2/ Deux choix de financement Deux choix de financement sont alors possibles :les cotisations sociales ou l’impôt. Lorsque le revenu est financé par les cotisations, on parle de salaire social. Ce sont les salarié-e-s qui décide d’affecter une partie des salaires au financement de la protection sociale. Traditionnellement, l’État ne peut intervenir ni dans la gestion, ni dans la distribution du salaire socialisé. Dans le cas du salaire social étudiant, les salariés décideraient en fait d’affecter une partie des salaires (sous forme de cotisations spécifiques) au financement du risque lié à l’inadéquation entre l’activité étudiante et le travail :une cotisation sociale que l’économiste B. Friot propose de qualifier de « pré-salaire » pourrait ainsi être créée. Il faut signaler que la logique de cotisation s’inscrit dans le mouvement historique des revendications ouvrières et salariées (retraite, santé…). Contrairement à ce qui est souvent dit, les pensions de retraite françaises ne sont pas « un salaire différé » ; ce sont les salariés actuels qui décident de mutualiser une partie de leur salaire et de le distribuer immédiatement aux personnes qui ont quitté la sphère de l’emploi en raison du dépassement d’un âge limite fixé par le législateur. Dans cette perspective défendue depuis la fin du 19ème siècle par les mouvements ouvriers français, les salariés unis (le retraité est un salarié ici) décident de s’assurer un niveau de subsistance assez élevé, dans les périodes où il est contraint par le système capitaliste d’entrer dans une sphère de non-emploi. Les cotisations sociales françaises étant fixées par des taux identiques pour tous les salariés, chaque salarié contribue également à la protection sociale et à son financement. La logique de l’assistance est ainsi évitée. De plus, le salaire social est ici versé en raison de la qualification dont jouit le « salarié » et surtout, en raison de son statut de « salarié » en proie aux aléas du système capitaliste. Un financement du salaire social par les cotisations sociales poursuivrait l’extension de la protection sociale à la française, qu’a revendiquée le mouvement ouvrier durant des décennies :les salariés s’organisent ainsi indépendamment de l’État, pour mettre fin aux inégalités que créent le capitalisme en cherchant à assurer les « salarié-e-s » pris dans leur généralité (étudiant, retraité-e-s, chômeu-se-r-s, salarié-e-s).
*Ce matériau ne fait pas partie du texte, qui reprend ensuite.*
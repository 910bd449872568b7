//! Frame indexing: perceptual + integrity fingerprint per extracted frame

use crate::fingerprint::PerceptualHasher;
use crate::hash::{self, HashError};
use crate::video::ExtractedFrame;
use rayon::prelude::*;
use serde::{Deserialize, Serialize, Serializer};
use std::collections::HashSet;
use std::fs::File;
use std::io::{BufWriter, Write};
use std::path::{Path, PathBuf};
use thiserror::Error;
use tracing::{debug, info, warn};

#[derive(Debug, Error)]
pub enum IndexError {
    #[error("Cannot digest extracted frame {path}: {source}")]
    Digest {
        path: PathBuf,
        #[source]
        source: HashError,
    },

    #[error("Frame listed twice: {0}")]
    DuplicateFrame(PathBuf),

    #[error("Cannot write frame index {path}: {source}")]
    Write {
        path: PathBuf,
        #[source]
        source: std::io::Error,
    },

    #[error("Cannot serialize frame index: {0}")]
    Serialize(#[from] serde_json::Error),
}

/// One indexed frame. `phash` is empty when the frame could not be decoded.
#[derive(Debug, Clone, PartialEq, Eq, Serialize, Deserialize)]
pub struct Frame {
    pub ordinal: usize,
    pub source_index: u64,
    pub frame: String,
    #[serde(serialize_with = "serialize_path_lossy")]
    pub path: PathBuf,
    pub phash: String,
    pub sha256: String,
}

/// JSON strings must be UTF-8; undecodable path bytes become U+FFFD
pub(crate) fn serialize_path_lossy<P, S>(path: &P, serializer: S) -> Result<S::Ok, S::Error>
where
    P: AsRef<Path>,
    S: Serializer,
{
    serializer.serialize_str(&path.as_ref().to_string_lossy())
}

pub(crate) fn serialize_opt_path_lossy<S: Serializer>(
    path: &Option<PathBuf>,
    serializer: S,
) -> Result<S::Ok, S::Error> {
    match path {
        Some(p) => serialize_path_lossy(p, serializer),
        None => serializer.serialize_none(),
    }
}

impl Frame {
    pub fn has_fingerprint(&self) -> bool {
        !self.phash.is_empty()
    }
}

/// Frames in temporal order
#[derive(Debug, Clone, Default, PartialEq, Eq, Serialize, Deserialize)]
#[serde(transparent)]
pub struct FrameIndex {
    frames: Vec<Frame>,
}

impl FrameIndex {
    pub fn len(&self) -> usize {
        self.frames.len()
    }

    pub fn is_empty(&self) -> bool {
        self.frames.is_empty()
    }

    pub fn frames(&self) -> &[Frame] {
        &self.frames
    }

    pub fn iter(&self) -> std::slice::Iter<'_, Frame> {
        self.frames.iter()
    }

    pub fn paths(&self) -> Vec<PathBuf> {
        self.frames.iter().map(|f| f.path.clone()).collect()
    }

    /// Number of frames whose perceptual fingerprint failed
    pub fn fingerprint_failures(&self) -> usize {
        self.frames.iter().filter(|f| !f.has_fingerprint()).count()
    }
}

impl<'a> IntoIterator for &'a FrameIndex {
    type Item = &'a Frame;
    type IntoIter = std::slice::Iter<'a, Frame>;

    fn into_iter(self) -> Self::IntoIter {
        self.frames.iter()
    }
}

pub struct FrameIndexer<'a> {
    fingerprinter: &'a dyn PerceptualHasher,
    parallel: bool,
}

impl<'a> FrameIndexer<'a> {
    pub fn new(fingerprinter: &'a dyn PerceptualHasher) -> Self {
        Self {
            fingerprinter,
            parallel: false,
        }
    }

    pub fn parallel(mut self, parallel: bool) -> Self {
        self.parallel = parallel;
        self
    }

    /// Fingerprint and digest every frame, preserving input order.
    ///
    /// A frame that cannot be fingerprinted gets an empty `phash`; a frame
    /// that cannot be digested aborts the whole index.
    pub fn index(&self, frames: &[ExtractedFrame]) -> Result<FrameIndex, IndexError> {
        let mut seen = HashSet::with_capacity(frames.len());
        for frame in frames {
            if !seen.insert(frame.path.as_path()) {
                return Err(IndexError::DuplicateFrame(frame.path.clone()));
            }
        }

        let indexed: Vec<Frame> = if self.parallel {
            frames
                .par_iter()
                .map(|f| self.index_one(f))
                .collect::<Result<_, _>>()?
        } else {
            frames
                .iter()
                .map(|f| self.index_one(f))
                .collect::<Result<_, _>>()?
        };

        let index = FrameIndex { frames: indexed };
        info!(
            "Indexed {} frame(s), {} without perceptual fingerprint",
            index.len(),
            index.fingerprint_failures()
        );
        Ok(index)
    }

    fn index_one(&self, frame: &ExtractedFrame) -> Result<Frame, IndexError> {
        let phash = match self.fingerprinter.fingerprint(&frame.path) {
            Ok(h) => h,
            Err(e) => {
                warn!("Fingerprint failed for {}: {}", frame.path.display(), e);
                String::new()
            }
        };

        let sha256 = hash::digest(&frame.path).map_err(|source| IndexError::Digest {
            path: frame.path.clone(),
            source,
        })?;

        debug!("{} phash={} sha256={}", frame.file_name(), phash, sha256);

        Ok(Frame {
            ordinal: frame.ordinal,
            source_index: frame.source_index,
            frame: frame.file_name(),
            path: frame.path.clone(),
            phash,
            sha256,
        })
    }
}

/// Persist the index as pretty-printed JSON
pub fn write_index(index: &FrameIndex, path: impl AsRef<Path>) -> Result<(), IndexError> {
    let path = path.as_ref();
    let write_err = |source| IndexError::Write {
        path: path.to_path_buf(),
        source,
    };

    let file = File::create(path).map_err(write_err)?;
    let mut writer = BufWriter::new(file);
    serde_json::to_writer_pretty(&mut writer, index)?;
    writer.flush().map_err(write_err)?;
    Ok(())
}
Avec l’impôt c’est l’État qui gère et redistribue le revenu étudiant. L’État centralise par l’intermédiaire des impôts un ensemble de ressources financières et les redistribue aux individus jugés en difficulté en terme de subsistance. À ce titre, le RMI qui est versé aux chômeurs est financé par l’impôt. Un revenu étudiant financé par l’impôt serait donc versé aux étudiants en raison des difficultés qu’ils rencontrent pour assurer financièrement leur subsistance. Or, ici, le risque est fort de transformer les étudiant-e-s en assisté-e-s a fortiori en France où on arrive à des situations où par exemple, le RMA est financé par la TIPP. La façon dont est organisé l’impôt en France fait que les bénéficiaires d’un revenu financé par l’impôt sont très vite considérés comme des assistés vivant sur le dos de la collectivité qui a les moyens de payer des impôts. L’individu touche dans cette perspective un revenu non pas en raison de sa qualification mais en raison de son manque. Ainsi, un revenu étudiant par l’impôt paraît beaucoup plus négatif et surtout beaucoup moins « anti-capitaliste » :le système se contenterait ici de « corriger » les inégalités issues du capitalisme.

Il paraît dès lors logique que la première commission valide à l’unanimité (Agathe, Aurélien, Lionel) l’idée d’un revenu financé par les cotisations sociales et donc l’idée du salaire social étudiant. Il faut signaler par ailleurs que Colline adoptera elle aussi lors de la seconde réunion, cette position.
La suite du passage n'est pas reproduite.